### AIM OF THE TASK
In the records below, find the line with "pub struct ProviderCount" and the line with "on conflict |". Print both exactly, along with every line between them, and no other line.

=== Begin Enclosure ===

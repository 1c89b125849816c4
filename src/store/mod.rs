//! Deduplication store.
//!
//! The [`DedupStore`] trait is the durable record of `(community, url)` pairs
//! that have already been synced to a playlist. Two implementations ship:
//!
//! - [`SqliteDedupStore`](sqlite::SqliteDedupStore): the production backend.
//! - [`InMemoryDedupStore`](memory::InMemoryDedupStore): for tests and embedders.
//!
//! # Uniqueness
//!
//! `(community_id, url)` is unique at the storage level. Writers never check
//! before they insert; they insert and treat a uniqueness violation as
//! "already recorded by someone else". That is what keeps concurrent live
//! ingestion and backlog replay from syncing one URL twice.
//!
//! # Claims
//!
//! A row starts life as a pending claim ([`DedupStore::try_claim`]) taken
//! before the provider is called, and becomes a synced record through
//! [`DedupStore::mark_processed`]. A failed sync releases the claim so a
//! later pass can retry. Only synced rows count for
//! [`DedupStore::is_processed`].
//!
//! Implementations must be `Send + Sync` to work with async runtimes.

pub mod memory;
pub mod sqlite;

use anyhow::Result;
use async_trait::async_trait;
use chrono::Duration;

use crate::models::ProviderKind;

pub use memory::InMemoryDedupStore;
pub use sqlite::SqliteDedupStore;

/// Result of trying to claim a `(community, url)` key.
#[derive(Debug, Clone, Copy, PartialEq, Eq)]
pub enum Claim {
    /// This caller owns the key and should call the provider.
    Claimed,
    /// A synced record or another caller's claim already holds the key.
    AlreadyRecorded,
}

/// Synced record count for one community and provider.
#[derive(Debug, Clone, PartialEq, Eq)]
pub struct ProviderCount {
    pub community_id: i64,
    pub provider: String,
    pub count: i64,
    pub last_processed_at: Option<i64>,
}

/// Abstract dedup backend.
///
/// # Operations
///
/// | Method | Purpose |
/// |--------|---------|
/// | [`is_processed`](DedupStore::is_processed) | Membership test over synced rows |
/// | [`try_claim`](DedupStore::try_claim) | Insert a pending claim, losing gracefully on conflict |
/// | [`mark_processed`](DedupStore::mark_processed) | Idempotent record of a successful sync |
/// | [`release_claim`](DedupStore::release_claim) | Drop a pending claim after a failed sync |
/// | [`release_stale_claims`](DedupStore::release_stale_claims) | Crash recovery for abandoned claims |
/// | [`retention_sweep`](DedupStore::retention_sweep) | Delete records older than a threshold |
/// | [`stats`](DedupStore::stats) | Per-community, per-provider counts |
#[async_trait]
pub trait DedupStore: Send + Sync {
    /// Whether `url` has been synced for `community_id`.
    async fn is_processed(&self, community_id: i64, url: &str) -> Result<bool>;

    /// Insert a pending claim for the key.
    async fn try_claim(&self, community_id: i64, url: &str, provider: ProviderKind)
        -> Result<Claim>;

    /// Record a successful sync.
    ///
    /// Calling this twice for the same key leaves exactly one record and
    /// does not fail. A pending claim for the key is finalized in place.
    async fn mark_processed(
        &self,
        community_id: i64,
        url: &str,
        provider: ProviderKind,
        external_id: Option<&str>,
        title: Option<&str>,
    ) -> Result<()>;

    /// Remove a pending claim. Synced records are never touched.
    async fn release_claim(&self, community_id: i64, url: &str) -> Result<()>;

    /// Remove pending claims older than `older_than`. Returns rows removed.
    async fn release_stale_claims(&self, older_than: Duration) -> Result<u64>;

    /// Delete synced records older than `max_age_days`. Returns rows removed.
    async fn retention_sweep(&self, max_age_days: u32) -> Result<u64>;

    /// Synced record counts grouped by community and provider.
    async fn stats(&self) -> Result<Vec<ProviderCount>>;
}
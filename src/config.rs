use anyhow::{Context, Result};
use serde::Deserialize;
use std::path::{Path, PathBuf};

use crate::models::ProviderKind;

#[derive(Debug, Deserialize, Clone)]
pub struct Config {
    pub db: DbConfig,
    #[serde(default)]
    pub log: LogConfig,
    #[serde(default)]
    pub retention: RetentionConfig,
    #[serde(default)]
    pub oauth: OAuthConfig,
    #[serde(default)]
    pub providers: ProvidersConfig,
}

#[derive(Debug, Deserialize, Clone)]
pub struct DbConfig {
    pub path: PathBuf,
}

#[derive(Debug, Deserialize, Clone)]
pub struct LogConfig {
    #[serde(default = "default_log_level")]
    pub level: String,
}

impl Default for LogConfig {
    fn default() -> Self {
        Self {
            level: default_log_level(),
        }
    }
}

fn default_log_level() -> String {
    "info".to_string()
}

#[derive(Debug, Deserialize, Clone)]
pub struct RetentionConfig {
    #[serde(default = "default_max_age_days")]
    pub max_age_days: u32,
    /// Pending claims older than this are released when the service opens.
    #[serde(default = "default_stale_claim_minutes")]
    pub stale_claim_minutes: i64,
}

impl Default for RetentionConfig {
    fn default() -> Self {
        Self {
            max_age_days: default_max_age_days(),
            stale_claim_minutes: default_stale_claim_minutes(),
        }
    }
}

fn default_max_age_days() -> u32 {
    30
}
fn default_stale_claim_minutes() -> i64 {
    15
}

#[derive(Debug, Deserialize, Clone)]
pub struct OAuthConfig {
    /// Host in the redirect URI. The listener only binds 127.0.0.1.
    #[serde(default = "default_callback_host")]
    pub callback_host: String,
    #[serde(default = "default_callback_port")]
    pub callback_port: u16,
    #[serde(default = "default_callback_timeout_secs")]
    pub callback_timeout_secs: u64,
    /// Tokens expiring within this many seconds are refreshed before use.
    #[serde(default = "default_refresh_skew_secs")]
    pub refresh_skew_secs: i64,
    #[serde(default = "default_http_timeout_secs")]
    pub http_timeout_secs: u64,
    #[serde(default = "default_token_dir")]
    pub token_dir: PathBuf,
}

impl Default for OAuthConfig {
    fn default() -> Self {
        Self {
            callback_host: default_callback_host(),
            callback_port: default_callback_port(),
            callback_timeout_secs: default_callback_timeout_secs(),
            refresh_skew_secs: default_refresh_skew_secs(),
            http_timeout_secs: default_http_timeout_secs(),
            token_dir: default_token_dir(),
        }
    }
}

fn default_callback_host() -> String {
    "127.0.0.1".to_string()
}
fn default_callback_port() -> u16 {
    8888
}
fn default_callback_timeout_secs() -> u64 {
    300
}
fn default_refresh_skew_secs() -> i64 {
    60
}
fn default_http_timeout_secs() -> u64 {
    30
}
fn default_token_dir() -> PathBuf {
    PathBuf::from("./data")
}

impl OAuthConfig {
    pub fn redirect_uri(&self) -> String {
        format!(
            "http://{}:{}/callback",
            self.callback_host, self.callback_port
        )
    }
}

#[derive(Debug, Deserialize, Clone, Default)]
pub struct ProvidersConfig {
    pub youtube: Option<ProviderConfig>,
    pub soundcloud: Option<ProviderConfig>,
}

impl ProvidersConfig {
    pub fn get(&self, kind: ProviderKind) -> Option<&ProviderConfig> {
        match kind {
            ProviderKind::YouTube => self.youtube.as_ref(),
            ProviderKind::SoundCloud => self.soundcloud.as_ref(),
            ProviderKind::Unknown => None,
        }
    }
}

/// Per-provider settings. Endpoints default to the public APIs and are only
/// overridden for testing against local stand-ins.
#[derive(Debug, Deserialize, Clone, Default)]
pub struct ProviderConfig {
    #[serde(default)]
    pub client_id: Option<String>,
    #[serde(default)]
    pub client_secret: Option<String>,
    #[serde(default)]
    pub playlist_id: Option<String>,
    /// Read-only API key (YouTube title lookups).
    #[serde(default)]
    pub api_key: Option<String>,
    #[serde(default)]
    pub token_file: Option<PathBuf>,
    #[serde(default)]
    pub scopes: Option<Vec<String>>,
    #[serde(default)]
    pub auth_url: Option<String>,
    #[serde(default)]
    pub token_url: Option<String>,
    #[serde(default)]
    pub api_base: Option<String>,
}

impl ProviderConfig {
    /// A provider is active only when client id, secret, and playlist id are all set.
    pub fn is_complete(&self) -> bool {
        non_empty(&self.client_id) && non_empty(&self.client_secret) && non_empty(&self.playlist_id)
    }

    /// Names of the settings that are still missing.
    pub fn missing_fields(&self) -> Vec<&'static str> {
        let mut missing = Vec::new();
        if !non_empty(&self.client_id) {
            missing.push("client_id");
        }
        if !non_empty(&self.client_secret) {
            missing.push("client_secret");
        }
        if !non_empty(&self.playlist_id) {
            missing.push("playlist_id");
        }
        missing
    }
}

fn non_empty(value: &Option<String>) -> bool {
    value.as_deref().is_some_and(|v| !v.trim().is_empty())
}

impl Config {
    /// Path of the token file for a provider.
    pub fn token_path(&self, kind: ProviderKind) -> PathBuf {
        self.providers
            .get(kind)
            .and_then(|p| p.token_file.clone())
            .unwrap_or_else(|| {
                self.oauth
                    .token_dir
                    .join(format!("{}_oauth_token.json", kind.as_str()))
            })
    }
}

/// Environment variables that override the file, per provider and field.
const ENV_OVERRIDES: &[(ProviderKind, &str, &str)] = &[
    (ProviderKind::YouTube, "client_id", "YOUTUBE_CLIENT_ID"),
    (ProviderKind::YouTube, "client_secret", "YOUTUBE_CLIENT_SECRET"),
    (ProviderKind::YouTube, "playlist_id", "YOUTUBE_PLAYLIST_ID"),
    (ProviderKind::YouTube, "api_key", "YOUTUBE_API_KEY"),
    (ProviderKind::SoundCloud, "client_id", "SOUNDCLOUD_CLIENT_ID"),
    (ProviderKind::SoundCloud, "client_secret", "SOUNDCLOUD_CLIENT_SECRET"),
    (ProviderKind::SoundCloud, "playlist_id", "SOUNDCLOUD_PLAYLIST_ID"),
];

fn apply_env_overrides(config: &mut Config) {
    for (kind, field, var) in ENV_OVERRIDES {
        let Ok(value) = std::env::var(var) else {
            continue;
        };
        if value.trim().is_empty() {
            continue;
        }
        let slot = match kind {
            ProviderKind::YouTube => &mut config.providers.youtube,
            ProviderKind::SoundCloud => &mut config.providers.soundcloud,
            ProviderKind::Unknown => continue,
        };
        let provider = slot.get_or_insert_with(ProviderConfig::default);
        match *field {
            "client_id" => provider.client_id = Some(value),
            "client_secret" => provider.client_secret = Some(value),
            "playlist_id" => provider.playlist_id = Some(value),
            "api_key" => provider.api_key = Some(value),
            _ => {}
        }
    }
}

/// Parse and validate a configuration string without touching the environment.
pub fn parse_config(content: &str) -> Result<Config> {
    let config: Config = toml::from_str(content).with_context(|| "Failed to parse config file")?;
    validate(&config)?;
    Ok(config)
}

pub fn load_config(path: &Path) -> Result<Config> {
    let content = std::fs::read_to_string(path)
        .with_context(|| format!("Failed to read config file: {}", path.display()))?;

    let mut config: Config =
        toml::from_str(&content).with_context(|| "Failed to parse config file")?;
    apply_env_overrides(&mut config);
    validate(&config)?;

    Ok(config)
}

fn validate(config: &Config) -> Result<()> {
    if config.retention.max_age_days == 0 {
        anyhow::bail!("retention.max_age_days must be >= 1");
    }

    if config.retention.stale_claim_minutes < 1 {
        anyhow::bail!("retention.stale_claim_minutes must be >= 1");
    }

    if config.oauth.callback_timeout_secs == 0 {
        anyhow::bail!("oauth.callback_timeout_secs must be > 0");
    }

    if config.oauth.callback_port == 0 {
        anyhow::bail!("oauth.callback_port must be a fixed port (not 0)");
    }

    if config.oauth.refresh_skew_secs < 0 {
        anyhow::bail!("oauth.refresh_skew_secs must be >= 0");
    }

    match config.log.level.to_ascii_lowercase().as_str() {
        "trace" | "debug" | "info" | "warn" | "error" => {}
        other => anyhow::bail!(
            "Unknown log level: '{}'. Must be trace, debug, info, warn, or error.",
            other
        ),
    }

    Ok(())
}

=== End Enclosure ===
=== Begin Enclosure ===

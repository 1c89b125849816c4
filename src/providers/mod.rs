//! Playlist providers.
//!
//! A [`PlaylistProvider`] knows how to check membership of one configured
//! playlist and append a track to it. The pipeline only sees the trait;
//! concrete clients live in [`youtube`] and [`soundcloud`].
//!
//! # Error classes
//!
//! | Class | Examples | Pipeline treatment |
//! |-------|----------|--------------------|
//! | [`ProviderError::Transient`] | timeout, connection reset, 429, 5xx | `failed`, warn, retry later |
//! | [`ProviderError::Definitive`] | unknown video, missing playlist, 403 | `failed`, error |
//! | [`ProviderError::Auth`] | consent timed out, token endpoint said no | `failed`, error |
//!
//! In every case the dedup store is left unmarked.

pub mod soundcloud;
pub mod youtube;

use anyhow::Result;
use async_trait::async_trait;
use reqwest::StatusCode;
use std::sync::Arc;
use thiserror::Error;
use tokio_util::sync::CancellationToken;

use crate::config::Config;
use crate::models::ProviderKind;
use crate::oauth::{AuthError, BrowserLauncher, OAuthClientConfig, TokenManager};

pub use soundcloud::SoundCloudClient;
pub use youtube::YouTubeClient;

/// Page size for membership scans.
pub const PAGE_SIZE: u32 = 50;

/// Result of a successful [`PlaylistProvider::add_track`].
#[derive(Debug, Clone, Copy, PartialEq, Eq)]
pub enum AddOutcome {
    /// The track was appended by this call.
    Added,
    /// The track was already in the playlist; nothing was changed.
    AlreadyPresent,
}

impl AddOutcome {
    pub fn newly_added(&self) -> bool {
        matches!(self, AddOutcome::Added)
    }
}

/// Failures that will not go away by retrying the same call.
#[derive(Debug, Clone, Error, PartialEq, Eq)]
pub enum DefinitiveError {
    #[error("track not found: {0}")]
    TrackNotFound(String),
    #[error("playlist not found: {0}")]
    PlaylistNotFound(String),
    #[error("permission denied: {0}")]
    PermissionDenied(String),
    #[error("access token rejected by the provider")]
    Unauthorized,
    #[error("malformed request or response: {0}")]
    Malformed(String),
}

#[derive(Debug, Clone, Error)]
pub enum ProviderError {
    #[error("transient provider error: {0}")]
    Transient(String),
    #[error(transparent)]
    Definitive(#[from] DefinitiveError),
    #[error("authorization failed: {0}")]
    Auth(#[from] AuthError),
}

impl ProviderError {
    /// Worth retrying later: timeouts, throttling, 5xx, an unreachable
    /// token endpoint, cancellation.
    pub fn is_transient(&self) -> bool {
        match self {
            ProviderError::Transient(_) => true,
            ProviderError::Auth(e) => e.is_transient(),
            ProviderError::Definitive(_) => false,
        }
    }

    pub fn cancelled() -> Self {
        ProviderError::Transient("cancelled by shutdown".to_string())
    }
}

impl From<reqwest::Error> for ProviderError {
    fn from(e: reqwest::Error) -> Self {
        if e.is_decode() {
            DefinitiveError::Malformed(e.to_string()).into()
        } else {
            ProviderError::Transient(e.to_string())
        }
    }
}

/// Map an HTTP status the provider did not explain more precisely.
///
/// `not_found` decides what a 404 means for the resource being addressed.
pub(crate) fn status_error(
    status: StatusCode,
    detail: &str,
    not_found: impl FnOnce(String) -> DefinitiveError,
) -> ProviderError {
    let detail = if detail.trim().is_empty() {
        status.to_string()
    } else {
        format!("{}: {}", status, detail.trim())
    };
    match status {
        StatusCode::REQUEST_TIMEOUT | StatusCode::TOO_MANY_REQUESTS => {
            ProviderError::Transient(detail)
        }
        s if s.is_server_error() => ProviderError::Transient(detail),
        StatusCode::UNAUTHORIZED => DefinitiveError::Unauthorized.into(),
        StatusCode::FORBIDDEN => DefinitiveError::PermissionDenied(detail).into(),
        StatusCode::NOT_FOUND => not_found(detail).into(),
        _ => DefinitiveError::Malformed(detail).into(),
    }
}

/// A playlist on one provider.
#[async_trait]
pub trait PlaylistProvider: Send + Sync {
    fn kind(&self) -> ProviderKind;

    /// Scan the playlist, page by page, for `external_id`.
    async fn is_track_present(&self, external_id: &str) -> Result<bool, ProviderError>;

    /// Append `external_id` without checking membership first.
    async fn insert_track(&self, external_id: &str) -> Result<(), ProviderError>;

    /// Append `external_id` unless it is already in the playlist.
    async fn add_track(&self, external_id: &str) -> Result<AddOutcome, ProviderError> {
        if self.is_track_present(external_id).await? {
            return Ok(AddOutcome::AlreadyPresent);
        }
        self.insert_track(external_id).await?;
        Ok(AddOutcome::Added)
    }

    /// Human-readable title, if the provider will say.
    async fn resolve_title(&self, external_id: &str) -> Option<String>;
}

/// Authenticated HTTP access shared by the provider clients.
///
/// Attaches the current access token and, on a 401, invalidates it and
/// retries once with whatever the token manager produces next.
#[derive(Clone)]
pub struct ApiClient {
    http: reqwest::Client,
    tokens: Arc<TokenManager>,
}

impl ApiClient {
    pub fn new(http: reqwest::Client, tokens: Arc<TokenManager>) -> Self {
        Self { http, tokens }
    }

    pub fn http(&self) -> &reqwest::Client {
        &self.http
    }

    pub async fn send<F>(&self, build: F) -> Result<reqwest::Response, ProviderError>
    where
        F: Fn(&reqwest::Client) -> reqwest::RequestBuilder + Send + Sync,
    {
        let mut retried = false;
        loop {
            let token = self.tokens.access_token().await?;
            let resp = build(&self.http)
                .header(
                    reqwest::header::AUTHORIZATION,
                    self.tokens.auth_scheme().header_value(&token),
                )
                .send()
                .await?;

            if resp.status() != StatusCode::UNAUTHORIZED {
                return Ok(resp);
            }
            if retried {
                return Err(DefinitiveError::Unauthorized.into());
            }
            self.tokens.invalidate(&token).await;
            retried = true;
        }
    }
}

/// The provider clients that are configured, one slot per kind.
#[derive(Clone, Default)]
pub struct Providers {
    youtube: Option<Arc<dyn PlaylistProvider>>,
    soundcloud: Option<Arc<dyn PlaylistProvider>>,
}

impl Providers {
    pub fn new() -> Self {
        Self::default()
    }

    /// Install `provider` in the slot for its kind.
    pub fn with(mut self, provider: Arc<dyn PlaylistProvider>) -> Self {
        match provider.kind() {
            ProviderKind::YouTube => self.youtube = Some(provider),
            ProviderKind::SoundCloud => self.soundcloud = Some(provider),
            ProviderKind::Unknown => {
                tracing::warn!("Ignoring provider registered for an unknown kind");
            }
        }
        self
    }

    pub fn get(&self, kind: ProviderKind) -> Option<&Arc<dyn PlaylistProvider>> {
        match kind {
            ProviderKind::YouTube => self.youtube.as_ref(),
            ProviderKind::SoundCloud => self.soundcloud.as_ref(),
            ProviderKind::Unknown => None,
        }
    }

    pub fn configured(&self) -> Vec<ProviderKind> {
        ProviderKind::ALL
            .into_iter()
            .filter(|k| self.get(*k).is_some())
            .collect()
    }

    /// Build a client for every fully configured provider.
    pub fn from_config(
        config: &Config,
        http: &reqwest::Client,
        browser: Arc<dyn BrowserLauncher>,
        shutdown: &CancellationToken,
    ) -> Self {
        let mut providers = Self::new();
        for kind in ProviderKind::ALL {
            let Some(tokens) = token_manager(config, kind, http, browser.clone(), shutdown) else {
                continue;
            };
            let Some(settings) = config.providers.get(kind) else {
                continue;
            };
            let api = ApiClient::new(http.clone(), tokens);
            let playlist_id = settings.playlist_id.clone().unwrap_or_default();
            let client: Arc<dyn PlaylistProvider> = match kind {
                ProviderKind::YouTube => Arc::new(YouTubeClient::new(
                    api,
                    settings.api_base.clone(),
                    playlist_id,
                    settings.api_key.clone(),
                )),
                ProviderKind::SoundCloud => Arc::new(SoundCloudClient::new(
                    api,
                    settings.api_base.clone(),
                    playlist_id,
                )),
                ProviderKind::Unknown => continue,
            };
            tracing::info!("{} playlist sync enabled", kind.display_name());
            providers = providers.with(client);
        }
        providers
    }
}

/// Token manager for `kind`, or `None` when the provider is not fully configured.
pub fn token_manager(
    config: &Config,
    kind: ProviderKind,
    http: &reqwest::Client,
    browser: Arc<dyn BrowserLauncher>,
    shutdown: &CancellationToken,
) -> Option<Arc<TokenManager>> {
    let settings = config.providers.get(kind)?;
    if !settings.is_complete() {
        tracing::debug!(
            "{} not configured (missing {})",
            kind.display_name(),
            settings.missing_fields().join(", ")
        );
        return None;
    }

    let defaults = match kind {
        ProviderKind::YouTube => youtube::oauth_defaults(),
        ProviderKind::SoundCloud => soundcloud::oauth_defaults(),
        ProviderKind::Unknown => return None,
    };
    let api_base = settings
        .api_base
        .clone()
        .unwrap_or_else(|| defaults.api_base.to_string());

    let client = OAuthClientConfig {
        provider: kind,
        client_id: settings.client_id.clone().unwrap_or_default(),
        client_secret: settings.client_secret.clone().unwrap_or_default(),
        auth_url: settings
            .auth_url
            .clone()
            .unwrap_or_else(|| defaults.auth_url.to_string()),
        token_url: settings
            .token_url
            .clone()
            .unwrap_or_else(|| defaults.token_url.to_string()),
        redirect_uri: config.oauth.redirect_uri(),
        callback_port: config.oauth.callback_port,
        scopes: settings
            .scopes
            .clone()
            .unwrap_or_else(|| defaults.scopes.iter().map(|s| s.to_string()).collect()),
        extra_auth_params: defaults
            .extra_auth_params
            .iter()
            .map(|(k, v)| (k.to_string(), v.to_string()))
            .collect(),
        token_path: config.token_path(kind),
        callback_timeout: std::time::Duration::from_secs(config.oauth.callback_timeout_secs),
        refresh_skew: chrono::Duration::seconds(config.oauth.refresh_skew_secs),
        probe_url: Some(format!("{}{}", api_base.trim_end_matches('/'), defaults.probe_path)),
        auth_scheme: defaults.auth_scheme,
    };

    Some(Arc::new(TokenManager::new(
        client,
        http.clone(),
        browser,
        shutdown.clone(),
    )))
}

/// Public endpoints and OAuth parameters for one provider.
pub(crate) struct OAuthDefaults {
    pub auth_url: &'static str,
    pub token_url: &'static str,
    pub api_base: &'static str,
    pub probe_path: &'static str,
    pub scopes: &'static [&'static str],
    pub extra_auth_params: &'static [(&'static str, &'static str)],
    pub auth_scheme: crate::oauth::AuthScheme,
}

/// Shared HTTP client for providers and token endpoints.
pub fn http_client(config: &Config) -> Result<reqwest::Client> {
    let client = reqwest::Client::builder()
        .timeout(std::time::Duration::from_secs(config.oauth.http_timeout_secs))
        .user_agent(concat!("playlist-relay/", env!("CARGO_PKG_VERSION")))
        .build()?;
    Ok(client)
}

=== End Enclosure ===
=== Begin Enclosure ===

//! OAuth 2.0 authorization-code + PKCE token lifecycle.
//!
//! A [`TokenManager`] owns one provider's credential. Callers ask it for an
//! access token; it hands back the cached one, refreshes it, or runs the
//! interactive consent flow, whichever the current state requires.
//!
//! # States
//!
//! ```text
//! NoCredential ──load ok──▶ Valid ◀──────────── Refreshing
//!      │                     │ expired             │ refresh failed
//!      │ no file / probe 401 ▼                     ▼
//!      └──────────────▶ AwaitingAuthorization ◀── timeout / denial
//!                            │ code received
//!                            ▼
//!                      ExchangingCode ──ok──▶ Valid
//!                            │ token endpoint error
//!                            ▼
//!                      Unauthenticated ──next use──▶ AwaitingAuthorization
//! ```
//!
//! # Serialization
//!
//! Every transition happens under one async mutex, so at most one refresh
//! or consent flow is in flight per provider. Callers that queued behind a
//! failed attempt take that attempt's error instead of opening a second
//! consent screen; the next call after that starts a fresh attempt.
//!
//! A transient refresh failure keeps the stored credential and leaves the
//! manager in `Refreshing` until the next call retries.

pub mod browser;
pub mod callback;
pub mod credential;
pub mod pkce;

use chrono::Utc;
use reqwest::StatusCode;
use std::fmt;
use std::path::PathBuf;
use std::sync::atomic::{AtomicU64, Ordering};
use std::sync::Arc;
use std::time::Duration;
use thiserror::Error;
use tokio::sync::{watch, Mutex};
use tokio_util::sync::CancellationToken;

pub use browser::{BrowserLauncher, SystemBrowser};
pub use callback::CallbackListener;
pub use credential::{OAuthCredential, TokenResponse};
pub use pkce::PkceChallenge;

=== End Enclosure ===

### TASK RESPONSE
pub struct ProviderCount {
    pub community_id: i64,
    pub provider: String,
    pub count: i64,
    pub last_processed_at: Option<i64>,
}

/// Abstract dedup backend.
///
/// # Operations
///
/// | Method | Purpose |
/// |--------|---------|
/// | [`is_processed`](DedupStore::is_processed) | Membership test over synced rows |
/// | [`try_claim`](DedupStore::try_claim) | Insert a pending claim, losing gracefully on conflict |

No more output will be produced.